What To Expect During An Extraction
So with all that said, what exactly should you expect? First of all, and I cannot stress this enough, you should not feel pain. Keep in mind that everybody is slightly different, and some people need a little extra anesthetic to get a tooth good and numb, so if at any point you feel something painful, make sure to speak up right away. Keep in mind, teeth that are infected can be very difficult to get numb, so this is why your dentist/oral surgeon may want you to be on an antibiotic first before removing your tooth in certain situations. Now while you should not feel any pain, you will feel some pressure…and many times a fair bit of pressure.

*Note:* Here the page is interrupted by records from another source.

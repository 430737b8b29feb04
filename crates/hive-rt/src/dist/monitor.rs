//! Process monitors and links, local and across nodes.
//!
//! A monitor is one-way: the watcher's node holds the outgoing half, the
//! target's node the incoming half. When the target terminates (or its node
//! is lost), the watcher receives a `process_down` message in its mailbox,
//! at most once per monitor.
//!
//! A link is bidirectional: termination of either side sends the other an
//! exit signal. A `normal` reason never terminates the peer; any other
//! reason terminates it with the same reason, which propagates transitively
//! through the linked tree (already-stopping processes absorb the echo, so
//! cycles are safe).
//!
//! Local watchers and targets use the same tables with the node half set to
//! `None`, so the distributed supervisor can monitor a child without caring
//! where placement put it.

use std::sync::Arc;

use log::debug;
use parking_lot::Mutex;
use rustc_hash::FxHashMap;

use hive_wire::{monitor_id as new_monitor_id, link_id as new_link_id};
use hive_wire::{ClusterMessage, DownReason, NodeId, Term, WireEnvelope};

use super::transport::Transport;
use crate::actor::kernel::Kernel;
use crate::actor::process::{ExitReason, ServerRef};
use crate::error::{Error, Result};
use crate::persist::Clock;

// ---------------------------------------------------------------------------
// Records
// ---------------------------------------------------------------------------

/// Watcher-side record: we are watching `target_id` on `node`.
struct OutgoingMonitor {
    watcher_id: u64,
    target_id: u64,
    node: NodeId,
}

/// Target-side record: `watcher` (here or on `watcher_node`) watches our
/// local process `target_id`.
struct IncomingMonitor {
    watcher_id: u64,
    watcher_node: Option<NodeId>,
    target_id: u64,
}

/// One link. `peer_node` is `None` when both ends are local.
struct LinkRec {
    local_id: u64,
    peer_node: Option<NodeId>,
    remote_id: u64,
}

// ---------------------------------------------------------------------------
// Monitors
// ---------------------------------------------------------------------------

/// Monitor and link tables for one node.
pub(crate) struct Monitors {
    kernel: Kernel,
    transport: Transport,
    local: NodeId,
    clock: Arc<dyn Clock>,
    outgoing: Mutex<FxHashMap<String, OutgoingMonitor>>,
    incoming: Mutex<FxHashMap<String, IncomingMonitor>>,
    links: Mutex<FxHashMap<String, LinkRec>>,
}

/// The message delivered to a watcher when a monitor fires.
pub fn down_message(monitor_id: &str, reason: DownReason, detail: Option<&str>) -> Term {
    Term::object([
        ("event", Term::str("process_down")),
        ("monitor_id", Term::str(monitor_id)),
        ("reason", Term::str(reason.as_str())),
        (
            "detail",
            detail.map(Term::str).unwrap_or(Term::Null),
        ),
    ])
}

Unfortunately, there is no way to keep a person from feeling pressure, though sedation may be an option so that you don’t care so much about the pressure that you experience.
The process of removing a tooth (in general) works as follows. First, we walk around the tooth with an instrument to separate the gum tissue attachment from the tooth. This also serves as a way to check to make sure that the area is good and numb. Second, an instrument is used to push on the tooth to loosen it up. This is where the most pressure is felt. Sometimes on teeth that have multiple roots, it is helpful at this point to separate the tooth into its individual roots. While this sounds like a much more involved and invasive process, it’s important to keep in mind that when done correctly, this actually makes the extraction faster, easier, and less traumatic to the area. Remember, the only part that is being cut on is the part that’s coming out anyway! Once the tooth is loose, an instrument is used to grab the tooth to remove it from the mouth. Sometimes, some material is placed in the site to help regenerate bone where the tooth was removed along with sutures and sometimes a barrier membrane to help the area heal well.